Atlanta Lyric Theatre is producing the musical “The Wedding Singer,” directed by Jessica De Maria, running through Feb. 24.

Based on the 1998 film with Adam Sandler and Drew Barrymore and the 2006 Broadway musical, the show features songs by Matthew Sklar and Chad Beguelin with a book by Mr. Beguelin and Tim Herlihy. The witty choreography is by Ricardo Aponte, who also assistant directed. Musical direction is by Paul Tate.

I had not seen the film or the musical, and I must say that “The Wedding Singer” is an unexpected jolt of color, fun, dance, and romance. I don’t know if the Lyric planned it around Valentine’s Day, but it fits very well. In these tense political times, its determined lightheartedness is most welcome.

And I will say at the outset that this production features some of Atlanta’s best performers, and that is a delight. The title character is Robbie Hart, played by Chase Peacock (unforgettable in “Miss Saigon”); Robbie is a would-be rock star who makes a living by playing wedding receptions in Ridgefield, New Jersey. He’s a romantic, but he’s left standing at the altar of his own wedding by his fiancée Linda (Alison Brannon Wilhoit), who decides he lacks the drive to be a rock star.

Robbie’s in despair, down in the dumps (he’s literally in a dumpster at one point). His ray of hope is the very sweet Julia (Rosa K. Campos), but she, unfortunately, has a boyfriend named Glen Guglia (Maxim Gukhman), who’s a very slick Wall Street junk bonds whiz kid. And we learn that he’s quite the incurable ladies’ man—even if he has a girlfriend—or wife. This troubles Robbie, for he and Julia have an immediate attraction to each other.

Robbie’s pals Sammy (Skye Passmore) and George (J. Koby Parker) try to bolster him up, and they are cheery and funny, particularly Mr. Passmore, who shows an unexpected comic flair. Incidentally, Robbie lives with his uninhibited Grandma Rosie (Katherine Michelle Tanner), who’s an absolute stitch. She’s determined that Robbie will not mope for long, and he does mope (“Somebody Kill Me”).

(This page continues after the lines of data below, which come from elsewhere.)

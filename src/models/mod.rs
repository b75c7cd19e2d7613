pub mod alert;
pub mod session;

pub use alert::{AlertSeverity, SecurityAlert, ALERT_TYPE_LOGIN_ANOMALY};
pub use session::{DeviceInfo, GeoInfo, LoginEvent, SessionRecord};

Julia’s cousin and best friend Holly (Audrey Layne Crocker) and her mother Angie (Lilliangina Quinones) add to the festivities. By the way, any show that ends in Las Vegas with a group of impersonators (Billy Idol, Tina Turner, Cyndi Lauper, Nancy Reagan, and Imelda Marcus) who help rescue Julia from the dastardly Glen does not take itself seriously—and herein lies the delight of “The Wedding Singer.” I think this delectable pastiche of a show could be used as a treatment for depression.

Ricardo Aponte’s choreography is a tremendous boon to the evening; bravo to him and his dancers. And I must say it’s the sheer exuberance and talent of the cast that make this rather formulaic musical play spring to life. Every actor I’ve mentioned is exceptional, from Mr. Peacock’s smooth-voiced Robbie to the delightfully earnest Ms. Campos to the smooth-as-glass Mr. Gukhman—wonderful to have him back on the Atlanta stage after extended performing at sea on ocean liners.

There’s a large, vivacious ensemble, and I cannot list their names here; but their names are in the program, which you’ll see when you go.

Cheers to Ms. De Maria, who is making her Atlanta Lyric debut as a director; it’s a splendid one.

“The Wedding Singer” may not appear on any list of the top ten musicals of all time, but as a welcome, breezy breath of fresh air, it pleases enormously.